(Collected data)
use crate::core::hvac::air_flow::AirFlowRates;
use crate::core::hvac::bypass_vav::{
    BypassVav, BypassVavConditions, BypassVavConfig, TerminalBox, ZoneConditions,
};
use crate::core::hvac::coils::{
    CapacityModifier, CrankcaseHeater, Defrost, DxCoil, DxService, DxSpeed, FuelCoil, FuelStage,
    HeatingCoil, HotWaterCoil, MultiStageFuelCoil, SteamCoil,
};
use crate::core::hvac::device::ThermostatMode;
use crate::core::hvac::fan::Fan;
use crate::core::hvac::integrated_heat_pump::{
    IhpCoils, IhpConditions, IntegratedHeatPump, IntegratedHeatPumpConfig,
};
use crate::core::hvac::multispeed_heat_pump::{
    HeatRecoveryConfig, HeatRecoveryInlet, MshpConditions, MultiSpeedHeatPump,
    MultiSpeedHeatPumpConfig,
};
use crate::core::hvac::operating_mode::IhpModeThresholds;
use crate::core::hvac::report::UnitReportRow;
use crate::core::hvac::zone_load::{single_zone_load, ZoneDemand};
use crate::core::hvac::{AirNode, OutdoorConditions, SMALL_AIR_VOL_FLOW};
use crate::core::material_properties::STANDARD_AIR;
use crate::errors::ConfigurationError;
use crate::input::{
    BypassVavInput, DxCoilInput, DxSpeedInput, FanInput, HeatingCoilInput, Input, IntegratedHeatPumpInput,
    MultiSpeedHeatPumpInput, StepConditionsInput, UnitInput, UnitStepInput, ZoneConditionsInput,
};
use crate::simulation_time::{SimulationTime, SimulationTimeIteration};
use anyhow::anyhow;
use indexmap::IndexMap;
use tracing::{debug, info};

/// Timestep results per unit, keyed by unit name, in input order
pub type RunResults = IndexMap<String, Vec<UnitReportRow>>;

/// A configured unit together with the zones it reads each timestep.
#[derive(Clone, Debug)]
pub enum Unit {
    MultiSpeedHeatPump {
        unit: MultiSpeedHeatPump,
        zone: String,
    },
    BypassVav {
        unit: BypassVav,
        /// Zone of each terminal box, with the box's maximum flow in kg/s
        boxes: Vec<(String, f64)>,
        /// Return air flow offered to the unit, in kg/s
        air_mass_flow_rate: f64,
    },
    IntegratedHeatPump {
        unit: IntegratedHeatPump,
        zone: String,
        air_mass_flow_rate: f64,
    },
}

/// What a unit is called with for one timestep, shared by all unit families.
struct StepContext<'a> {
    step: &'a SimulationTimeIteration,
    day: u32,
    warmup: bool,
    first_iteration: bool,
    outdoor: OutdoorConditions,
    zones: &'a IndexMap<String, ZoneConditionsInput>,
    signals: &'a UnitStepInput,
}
* * *
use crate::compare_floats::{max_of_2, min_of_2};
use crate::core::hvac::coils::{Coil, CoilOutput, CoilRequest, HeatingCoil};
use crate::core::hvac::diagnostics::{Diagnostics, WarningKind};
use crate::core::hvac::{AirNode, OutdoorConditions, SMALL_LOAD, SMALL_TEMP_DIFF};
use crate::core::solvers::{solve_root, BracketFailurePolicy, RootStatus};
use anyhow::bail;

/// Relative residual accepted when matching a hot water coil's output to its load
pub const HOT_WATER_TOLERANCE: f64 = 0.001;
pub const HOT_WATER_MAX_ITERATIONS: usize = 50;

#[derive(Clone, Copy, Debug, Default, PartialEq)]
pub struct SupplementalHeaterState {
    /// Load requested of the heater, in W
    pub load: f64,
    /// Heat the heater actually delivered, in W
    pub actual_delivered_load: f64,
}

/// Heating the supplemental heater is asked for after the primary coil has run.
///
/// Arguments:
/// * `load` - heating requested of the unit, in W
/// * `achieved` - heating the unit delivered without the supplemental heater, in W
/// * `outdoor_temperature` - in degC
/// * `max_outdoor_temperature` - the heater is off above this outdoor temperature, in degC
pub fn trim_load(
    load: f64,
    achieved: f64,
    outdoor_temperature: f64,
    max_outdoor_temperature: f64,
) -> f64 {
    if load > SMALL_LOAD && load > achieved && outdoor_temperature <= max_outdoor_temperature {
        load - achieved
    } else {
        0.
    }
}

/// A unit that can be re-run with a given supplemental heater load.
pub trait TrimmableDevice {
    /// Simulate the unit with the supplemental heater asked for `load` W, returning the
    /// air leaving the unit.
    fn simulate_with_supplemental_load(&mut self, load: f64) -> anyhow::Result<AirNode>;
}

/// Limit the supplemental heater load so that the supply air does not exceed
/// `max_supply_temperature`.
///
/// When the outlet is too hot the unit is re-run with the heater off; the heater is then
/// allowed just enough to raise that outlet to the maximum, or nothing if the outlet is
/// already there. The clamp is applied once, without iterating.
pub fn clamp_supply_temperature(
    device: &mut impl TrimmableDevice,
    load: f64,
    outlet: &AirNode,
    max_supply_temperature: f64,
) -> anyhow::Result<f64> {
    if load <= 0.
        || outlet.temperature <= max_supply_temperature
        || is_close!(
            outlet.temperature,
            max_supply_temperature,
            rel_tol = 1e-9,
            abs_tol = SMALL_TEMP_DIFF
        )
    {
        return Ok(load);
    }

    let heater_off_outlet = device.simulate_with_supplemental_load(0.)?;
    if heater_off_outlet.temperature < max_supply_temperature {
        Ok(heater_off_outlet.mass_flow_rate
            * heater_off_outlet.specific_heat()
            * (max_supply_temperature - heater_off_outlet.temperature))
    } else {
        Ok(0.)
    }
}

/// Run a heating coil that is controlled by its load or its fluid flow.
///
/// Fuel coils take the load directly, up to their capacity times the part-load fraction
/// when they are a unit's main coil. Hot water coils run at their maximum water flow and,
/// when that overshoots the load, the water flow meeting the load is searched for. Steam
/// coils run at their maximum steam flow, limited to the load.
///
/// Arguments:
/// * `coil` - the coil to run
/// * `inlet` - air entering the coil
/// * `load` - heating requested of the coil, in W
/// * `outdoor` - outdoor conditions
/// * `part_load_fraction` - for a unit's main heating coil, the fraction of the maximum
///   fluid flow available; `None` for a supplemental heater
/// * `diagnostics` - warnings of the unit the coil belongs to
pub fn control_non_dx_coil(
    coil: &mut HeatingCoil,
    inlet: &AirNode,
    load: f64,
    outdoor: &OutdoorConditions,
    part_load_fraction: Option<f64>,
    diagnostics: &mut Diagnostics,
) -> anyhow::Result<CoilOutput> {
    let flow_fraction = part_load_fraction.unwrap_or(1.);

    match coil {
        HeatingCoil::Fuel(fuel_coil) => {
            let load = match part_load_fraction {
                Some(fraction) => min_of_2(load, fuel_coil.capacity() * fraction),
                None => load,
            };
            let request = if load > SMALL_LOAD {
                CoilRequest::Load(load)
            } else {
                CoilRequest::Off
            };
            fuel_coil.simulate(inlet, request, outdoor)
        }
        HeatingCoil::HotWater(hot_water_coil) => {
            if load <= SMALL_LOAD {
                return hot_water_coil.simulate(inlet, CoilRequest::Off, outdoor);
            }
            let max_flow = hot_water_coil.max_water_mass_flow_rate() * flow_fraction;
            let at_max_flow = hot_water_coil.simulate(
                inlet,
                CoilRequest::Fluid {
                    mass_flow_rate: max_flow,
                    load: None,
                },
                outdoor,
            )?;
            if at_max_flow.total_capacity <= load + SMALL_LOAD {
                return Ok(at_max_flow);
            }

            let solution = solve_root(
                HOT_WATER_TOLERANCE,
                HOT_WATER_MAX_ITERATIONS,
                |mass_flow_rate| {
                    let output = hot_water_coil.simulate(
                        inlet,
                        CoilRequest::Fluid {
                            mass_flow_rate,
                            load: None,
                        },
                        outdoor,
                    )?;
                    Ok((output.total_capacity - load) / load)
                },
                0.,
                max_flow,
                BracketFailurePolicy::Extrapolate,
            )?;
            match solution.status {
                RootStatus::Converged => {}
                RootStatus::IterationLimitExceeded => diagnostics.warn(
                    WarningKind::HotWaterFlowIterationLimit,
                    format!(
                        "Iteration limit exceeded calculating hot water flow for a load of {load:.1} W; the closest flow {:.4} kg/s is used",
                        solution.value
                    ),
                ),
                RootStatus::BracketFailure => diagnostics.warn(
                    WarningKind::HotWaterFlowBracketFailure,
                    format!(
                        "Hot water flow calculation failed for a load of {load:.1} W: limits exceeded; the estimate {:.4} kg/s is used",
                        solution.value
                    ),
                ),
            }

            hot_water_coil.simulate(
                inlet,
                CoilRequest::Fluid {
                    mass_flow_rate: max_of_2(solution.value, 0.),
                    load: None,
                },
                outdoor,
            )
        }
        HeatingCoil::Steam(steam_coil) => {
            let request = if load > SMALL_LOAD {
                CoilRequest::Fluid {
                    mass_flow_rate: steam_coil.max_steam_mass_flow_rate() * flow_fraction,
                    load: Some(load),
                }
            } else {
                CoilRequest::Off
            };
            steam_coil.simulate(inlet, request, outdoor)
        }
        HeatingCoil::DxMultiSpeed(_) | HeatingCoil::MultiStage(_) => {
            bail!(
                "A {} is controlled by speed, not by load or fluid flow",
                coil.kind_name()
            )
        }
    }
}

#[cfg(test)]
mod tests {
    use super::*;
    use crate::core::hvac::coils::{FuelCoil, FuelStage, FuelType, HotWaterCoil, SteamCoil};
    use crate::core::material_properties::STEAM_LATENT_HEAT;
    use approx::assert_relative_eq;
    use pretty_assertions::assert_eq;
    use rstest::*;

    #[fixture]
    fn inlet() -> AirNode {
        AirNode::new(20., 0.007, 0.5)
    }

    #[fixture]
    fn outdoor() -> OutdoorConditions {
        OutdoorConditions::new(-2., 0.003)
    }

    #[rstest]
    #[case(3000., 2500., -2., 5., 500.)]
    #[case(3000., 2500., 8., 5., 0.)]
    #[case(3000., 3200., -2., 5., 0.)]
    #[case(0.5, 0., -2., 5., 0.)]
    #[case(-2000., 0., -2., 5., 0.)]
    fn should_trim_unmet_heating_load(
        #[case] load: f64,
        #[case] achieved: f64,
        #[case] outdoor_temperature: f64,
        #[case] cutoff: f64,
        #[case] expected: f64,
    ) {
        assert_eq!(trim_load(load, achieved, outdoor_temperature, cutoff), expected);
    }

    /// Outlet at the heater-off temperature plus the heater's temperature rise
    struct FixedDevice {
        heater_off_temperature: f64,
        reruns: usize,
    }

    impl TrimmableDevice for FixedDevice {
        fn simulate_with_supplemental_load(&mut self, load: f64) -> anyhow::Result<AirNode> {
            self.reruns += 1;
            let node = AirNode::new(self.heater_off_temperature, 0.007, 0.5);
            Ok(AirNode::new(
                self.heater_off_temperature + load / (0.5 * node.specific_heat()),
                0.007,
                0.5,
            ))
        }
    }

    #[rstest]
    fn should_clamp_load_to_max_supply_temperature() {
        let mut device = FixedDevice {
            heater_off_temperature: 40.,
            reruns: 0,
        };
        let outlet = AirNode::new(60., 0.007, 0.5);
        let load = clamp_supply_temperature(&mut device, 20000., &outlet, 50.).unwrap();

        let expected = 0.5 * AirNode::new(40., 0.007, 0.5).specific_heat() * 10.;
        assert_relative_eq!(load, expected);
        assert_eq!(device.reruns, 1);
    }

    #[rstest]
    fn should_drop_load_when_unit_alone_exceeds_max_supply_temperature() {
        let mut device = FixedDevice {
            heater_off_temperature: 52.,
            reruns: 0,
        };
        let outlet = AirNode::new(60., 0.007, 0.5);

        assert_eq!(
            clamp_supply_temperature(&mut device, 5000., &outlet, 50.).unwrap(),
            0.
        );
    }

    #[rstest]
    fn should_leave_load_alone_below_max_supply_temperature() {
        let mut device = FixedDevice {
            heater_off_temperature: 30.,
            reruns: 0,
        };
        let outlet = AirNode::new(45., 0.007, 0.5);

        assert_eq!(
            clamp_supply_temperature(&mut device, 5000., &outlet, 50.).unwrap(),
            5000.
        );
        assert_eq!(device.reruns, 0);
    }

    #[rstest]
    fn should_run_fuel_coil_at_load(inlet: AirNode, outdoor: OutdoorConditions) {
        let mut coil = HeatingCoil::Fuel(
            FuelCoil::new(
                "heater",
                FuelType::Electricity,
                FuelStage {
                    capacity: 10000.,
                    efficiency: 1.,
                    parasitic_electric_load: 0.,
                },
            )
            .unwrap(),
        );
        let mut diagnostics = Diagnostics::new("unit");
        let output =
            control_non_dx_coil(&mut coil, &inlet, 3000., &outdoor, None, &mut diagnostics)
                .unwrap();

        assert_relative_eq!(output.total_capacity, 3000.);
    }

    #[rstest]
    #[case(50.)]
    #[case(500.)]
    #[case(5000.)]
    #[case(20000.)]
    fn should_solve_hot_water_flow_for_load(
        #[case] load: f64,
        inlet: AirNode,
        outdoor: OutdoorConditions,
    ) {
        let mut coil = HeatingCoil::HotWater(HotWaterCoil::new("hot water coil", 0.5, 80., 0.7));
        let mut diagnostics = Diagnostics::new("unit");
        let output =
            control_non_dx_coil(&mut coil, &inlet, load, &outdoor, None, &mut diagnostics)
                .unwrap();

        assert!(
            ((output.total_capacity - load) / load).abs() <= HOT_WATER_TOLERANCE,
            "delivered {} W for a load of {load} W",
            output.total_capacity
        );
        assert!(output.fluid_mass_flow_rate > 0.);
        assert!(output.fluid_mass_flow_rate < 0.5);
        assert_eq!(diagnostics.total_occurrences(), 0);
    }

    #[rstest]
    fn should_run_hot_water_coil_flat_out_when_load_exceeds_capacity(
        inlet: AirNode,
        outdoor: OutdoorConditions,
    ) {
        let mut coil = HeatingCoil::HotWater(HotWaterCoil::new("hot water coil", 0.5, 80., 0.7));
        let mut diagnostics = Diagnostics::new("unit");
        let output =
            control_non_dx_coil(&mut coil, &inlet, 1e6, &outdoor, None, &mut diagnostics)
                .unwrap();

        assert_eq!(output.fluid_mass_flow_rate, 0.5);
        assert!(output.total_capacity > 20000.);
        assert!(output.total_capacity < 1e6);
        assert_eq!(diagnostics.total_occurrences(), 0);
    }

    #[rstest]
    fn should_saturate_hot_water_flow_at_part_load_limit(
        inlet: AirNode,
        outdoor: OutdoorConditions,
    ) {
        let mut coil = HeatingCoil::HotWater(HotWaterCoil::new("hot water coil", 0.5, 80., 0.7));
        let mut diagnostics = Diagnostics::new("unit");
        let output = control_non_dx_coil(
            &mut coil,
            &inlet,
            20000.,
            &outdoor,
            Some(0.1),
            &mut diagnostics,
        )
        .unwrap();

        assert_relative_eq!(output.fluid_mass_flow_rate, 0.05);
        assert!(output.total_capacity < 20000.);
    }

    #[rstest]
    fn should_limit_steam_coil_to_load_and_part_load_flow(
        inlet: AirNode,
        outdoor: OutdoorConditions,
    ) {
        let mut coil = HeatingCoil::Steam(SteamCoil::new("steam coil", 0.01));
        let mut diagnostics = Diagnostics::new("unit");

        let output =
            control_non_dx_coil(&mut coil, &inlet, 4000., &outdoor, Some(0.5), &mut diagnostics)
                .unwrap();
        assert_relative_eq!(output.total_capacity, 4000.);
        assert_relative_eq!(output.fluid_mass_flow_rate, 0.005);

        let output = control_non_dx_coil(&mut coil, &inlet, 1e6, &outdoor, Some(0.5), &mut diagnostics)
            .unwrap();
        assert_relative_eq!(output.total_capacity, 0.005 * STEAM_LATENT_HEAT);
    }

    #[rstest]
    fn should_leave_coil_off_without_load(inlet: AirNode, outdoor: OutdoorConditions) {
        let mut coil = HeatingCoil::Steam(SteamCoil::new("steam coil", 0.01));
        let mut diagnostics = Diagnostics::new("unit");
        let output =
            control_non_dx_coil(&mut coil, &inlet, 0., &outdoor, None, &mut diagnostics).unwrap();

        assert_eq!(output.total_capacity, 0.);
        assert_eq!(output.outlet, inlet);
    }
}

> _TASK DESCRIPTION_: Copy the entries above exactly, but only from the line holding "use crate::core::hvac::air_flow::AirFlowRates;" through the line holding "use crate::core::material_properties::STANDARD_AIR;", both included.

> _FINISHED EXERCISE_:
use crate::core::hvac::air_flow::AirFlowRates;
use crate::core::hvac::bypass_vav::{
    BypassVav, BypassVavConditions, BypassVavConfig, TerminalBox, ZoneConditions,
};
use crate::core::hvac::coils::{
    CapacityModifier, CrankcaseHeater, Defrost, DxCoil, DxService, DxSpeed, FuelCoil, FuelStage,
    HeatingCoil, HotWaterCoil, MultiStageFuelCoil, SteamCoil,
};
use crate::core::hvac::device::ThermostatMode;
use crate::core::hvac::fan::Fan;
use crate::core::hvac::integrated_heat_pump::{
    IhpCoils, IhpConditions, IntegratedHeatPump, IntegratedHeatPumpConfig,
};
use crate::core::hvac::multispeed_heat_pump::{
    HeatRecoveryConfig, HeatRecoveryInlet, MshpConditions, MultiSpeedHeatPump,
    MultiSpeedHeatPumpConfig,
};
use crate::core::hvac::operating_mode::IhpModeThresholds;
use crate::core::hvac::report::UnitReportRow;
use crate::core::hvac::zone_load::{single_zone_load, ZoneDemand};
use crate::core::hvac::{AirNode, OutdoorConditions, SMALL_AIR_VOL_FLOW};
use crate::core::material_properties::STANDARD_AIR;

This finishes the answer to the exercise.